::: SUPPLIED MATERIAL :::

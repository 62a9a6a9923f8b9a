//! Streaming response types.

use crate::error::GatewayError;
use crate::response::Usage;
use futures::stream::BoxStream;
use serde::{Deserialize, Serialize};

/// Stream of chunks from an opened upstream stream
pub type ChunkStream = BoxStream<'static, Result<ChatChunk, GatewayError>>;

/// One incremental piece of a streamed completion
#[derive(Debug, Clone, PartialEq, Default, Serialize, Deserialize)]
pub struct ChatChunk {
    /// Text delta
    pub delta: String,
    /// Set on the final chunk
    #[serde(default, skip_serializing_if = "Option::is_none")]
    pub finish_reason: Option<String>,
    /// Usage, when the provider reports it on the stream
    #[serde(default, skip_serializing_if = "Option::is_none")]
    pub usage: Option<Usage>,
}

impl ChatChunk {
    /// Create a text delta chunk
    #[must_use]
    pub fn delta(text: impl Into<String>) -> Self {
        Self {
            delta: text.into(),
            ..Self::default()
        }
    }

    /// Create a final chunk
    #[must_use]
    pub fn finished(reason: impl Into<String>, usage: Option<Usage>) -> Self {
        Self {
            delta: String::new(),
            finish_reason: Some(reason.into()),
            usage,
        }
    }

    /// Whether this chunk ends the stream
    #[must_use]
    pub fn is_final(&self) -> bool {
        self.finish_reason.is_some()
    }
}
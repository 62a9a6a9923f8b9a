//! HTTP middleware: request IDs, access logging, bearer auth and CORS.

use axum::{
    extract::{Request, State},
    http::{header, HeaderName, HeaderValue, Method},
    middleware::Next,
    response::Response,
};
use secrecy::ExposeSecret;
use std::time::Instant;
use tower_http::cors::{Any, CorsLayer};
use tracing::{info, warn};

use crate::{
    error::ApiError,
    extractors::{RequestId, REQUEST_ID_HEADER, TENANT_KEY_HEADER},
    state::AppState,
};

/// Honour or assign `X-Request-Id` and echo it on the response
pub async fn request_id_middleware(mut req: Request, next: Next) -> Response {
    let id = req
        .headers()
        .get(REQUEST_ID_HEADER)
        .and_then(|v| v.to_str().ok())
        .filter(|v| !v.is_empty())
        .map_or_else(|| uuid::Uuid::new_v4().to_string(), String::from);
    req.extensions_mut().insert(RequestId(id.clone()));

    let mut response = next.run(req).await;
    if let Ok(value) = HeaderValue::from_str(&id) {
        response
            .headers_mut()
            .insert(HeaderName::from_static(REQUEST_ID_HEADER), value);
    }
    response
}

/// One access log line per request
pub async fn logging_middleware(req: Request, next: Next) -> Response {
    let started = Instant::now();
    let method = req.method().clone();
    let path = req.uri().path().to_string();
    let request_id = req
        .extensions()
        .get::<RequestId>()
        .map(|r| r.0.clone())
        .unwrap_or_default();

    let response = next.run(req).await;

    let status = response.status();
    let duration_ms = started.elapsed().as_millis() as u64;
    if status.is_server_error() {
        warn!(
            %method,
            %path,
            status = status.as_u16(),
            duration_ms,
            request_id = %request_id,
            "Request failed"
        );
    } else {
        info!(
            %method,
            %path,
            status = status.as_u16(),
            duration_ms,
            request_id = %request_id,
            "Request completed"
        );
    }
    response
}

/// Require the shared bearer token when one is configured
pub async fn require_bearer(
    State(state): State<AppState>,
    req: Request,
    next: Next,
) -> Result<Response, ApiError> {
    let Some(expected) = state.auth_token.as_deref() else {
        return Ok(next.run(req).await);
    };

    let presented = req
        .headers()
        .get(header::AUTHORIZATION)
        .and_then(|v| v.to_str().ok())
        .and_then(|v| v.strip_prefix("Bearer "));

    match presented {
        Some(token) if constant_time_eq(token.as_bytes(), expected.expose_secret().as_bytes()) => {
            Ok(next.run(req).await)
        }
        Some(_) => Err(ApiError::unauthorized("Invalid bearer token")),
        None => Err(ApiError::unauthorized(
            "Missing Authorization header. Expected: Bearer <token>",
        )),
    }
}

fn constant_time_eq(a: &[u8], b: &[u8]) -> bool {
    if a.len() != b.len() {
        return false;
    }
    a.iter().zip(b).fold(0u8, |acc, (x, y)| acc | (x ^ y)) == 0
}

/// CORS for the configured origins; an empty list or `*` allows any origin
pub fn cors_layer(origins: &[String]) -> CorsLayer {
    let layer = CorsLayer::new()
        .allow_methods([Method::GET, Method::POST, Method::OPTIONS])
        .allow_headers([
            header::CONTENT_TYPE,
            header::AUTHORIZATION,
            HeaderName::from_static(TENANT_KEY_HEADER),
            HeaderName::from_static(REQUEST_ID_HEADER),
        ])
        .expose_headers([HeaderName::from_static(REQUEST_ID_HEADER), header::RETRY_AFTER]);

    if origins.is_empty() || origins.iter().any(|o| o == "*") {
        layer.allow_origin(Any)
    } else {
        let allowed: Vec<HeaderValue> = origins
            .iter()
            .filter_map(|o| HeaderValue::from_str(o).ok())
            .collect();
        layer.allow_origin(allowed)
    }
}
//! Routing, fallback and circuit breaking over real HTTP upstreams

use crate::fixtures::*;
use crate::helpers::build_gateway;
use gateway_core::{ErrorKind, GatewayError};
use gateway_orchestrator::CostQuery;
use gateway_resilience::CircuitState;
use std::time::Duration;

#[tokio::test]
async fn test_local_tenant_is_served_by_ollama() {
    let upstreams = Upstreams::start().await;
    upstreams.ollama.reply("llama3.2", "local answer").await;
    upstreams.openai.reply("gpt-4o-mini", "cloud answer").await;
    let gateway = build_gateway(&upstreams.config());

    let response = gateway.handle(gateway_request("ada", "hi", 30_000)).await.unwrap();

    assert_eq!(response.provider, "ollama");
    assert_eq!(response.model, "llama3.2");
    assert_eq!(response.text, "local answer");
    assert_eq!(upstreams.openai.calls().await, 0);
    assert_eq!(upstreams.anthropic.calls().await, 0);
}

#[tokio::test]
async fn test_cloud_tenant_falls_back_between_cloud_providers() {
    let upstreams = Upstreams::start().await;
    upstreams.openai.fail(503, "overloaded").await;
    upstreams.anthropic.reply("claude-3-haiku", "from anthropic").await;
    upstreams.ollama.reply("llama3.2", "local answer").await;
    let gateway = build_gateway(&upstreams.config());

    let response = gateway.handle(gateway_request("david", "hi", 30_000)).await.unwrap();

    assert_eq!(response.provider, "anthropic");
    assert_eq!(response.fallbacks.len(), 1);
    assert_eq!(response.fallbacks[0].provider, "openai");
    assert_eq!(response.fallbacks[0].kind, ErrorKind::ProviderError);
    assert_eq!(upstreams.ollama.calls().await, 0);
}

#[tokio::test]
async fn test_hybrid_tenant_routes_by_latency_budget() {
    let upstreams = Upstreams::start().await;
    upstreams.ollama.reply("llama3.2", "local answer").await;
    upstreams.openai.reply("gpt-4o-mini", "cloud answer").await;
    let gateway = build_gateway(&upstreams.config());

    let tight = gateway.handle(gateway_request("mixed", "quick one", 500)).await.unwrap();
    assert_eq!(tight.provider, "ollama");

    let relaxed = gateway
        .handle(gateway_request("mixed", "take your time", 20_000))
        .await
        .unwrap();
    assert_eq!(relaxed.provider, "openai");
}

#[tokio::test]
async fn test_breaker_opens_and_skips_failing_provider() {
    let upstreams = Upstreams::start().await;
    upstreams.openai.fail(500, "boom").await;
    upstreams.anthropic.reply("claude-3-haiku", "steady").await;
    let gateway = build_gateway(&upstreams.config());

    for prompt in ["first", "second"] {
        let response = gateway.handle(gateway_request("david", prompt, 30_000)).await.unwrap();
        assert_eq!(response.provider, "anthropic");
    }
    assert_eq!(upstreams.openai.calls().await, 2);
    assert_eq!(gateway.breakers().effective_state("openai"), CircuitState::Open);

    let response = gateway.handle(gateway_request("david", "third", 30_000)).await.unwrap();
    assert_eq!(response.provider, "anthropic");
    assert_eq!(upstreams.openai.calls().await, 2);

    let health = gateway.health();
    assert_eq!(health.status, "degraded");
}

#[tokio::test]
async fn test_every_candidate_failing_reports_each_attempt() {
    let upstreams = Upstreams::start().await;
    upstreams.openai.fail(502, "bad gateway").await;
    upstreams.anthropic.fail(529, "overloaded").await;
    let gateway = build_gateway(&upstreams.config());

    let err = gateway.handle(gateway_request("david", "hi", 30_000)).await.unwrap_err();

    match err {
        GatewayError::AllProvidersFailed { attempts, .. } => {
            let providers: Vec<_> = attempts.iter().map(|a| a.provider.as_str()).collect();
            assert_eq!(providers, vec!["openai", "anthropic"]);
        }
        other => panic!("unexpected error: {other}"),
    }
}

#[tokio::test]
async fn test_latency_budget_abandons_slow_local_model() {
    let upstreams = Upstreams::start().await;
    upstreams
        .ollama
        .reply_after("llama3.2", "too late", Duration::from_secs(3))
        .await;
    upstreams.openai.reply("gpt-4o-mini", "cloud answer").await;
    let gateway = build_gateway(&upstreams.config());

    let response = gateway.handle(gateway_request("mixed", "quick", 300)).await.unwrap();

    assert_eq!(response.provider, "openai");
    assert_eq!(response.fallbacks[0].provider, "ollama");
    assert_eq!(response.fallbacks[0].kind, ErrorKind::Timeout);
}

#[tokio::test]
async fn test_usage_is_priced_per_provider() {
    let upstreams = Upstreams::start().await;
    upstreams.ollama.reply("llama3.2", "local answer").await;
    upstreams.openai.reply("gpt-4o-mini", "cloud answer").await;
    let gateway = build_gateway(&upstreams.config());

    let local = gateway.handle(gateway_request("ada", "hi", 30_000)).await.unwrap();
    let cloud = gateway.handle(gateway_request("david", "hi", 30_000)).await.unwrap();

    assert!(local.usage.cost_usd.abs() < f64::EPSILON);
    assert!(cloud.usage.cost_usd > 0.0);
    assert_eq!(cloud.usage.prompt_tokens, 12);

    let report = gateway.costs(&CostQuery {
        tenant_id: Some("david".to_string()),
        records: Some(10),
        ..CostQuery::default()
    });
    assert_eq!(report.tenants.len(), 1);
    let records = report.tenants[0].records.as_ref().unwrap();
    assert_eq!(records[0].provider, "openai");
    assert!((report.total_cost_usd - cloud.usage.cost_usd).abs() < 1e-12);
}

:::

▶ YOUR GOAL: Please retype the listing word for word, from its first line through the line containing "req.extensions_mut().insert(RequestId(id.clone()));", and add nothing else.

▶ TASK OUTPUT:
repository 62a9a6a9923f8b9a
//! Streaming response types.

use crate::error::GatewayError;
use crate::response::Usage;
use futures::stream::BoxStream;
use serde::{Deserialize, Serialize};

/// Stream of chunks from an opened upstream stream
pub type ChunkStream = BoxStream<'static, Result<ChatChunk, GatewayError>>;

/// One incremental piece of a streamed completion
#[derive(Debug, Clone, PartialEq, Default, Serialize, Deserialize)]
pub struct ChatChunk {
    /// Text delta
    pub delta: String,
    /// Set on the final chunk
    #[serde(default, skip_serializing_if = "Option::is_none")]
    pub finish_reason: Option<String>,
    /// Usage, when the provider reports it on the stream
    #[serde(default, skip_serializing_if = "Option::is_none")]
    pub usage: Option<Usage>,
}

impl ChatChunk {
    /// Create a text delta chunk
    #[must_use]
    pub fn delta(text: impl Into<String>) -> Self {
        Self {
            delta: text.into(),
            ..Self::default()
        }
    }

    /// Create a final chunk
    #[must_use]
    pub fn finished(reason: impl Into<String>, usage: Option<Usage>) -> Self {
        Self {
            delta: String::new(),
            finish_reason: Some(reason.into()),
            usage,
        }
    }

    /// Whether this chunk ends the stream
    #[must_use]
    pub fn is_final(&self) -> bool {
        self.finish_reason.is_some()
    }
}
repository 62a9a6a9923f8b9a
//! HTTP middleware: request IDs, access logging, bearer auth and CORS.

use axum::{
    extract::{Request, State},
    http::{header, HeaderName, HeaderValue, Method},
    middleware::Next,
    response::Response,
};
use secrecy::ExposeSecret;
use std::time::Instant;
use tower_http::cors::{Any, CorsLayer};
use tracing::{info, warn};

use crate::{
    error::ApiError,
    extractors::{RequestId, REQUEST_ID_HEADER, TENANT_KEY_HEADER},
    state::AppState,
};

/// Honour or assign `X-Request-Id` and echo it on the response
pub async fn request_id_middleware(mut req: Request, next: Next) -> Response {
    let id = req
        .headers()
        .get(REQUEST_ID_HEADER)
        .and_then(|v| v.to_str().ok())
        .filter(|v| !v.is_empty())
        .map_or_else(|| uuid::Uuid::new_v4().to_string(), String::from);
    req.extensions_mut().insert(RequestId(id.clone()));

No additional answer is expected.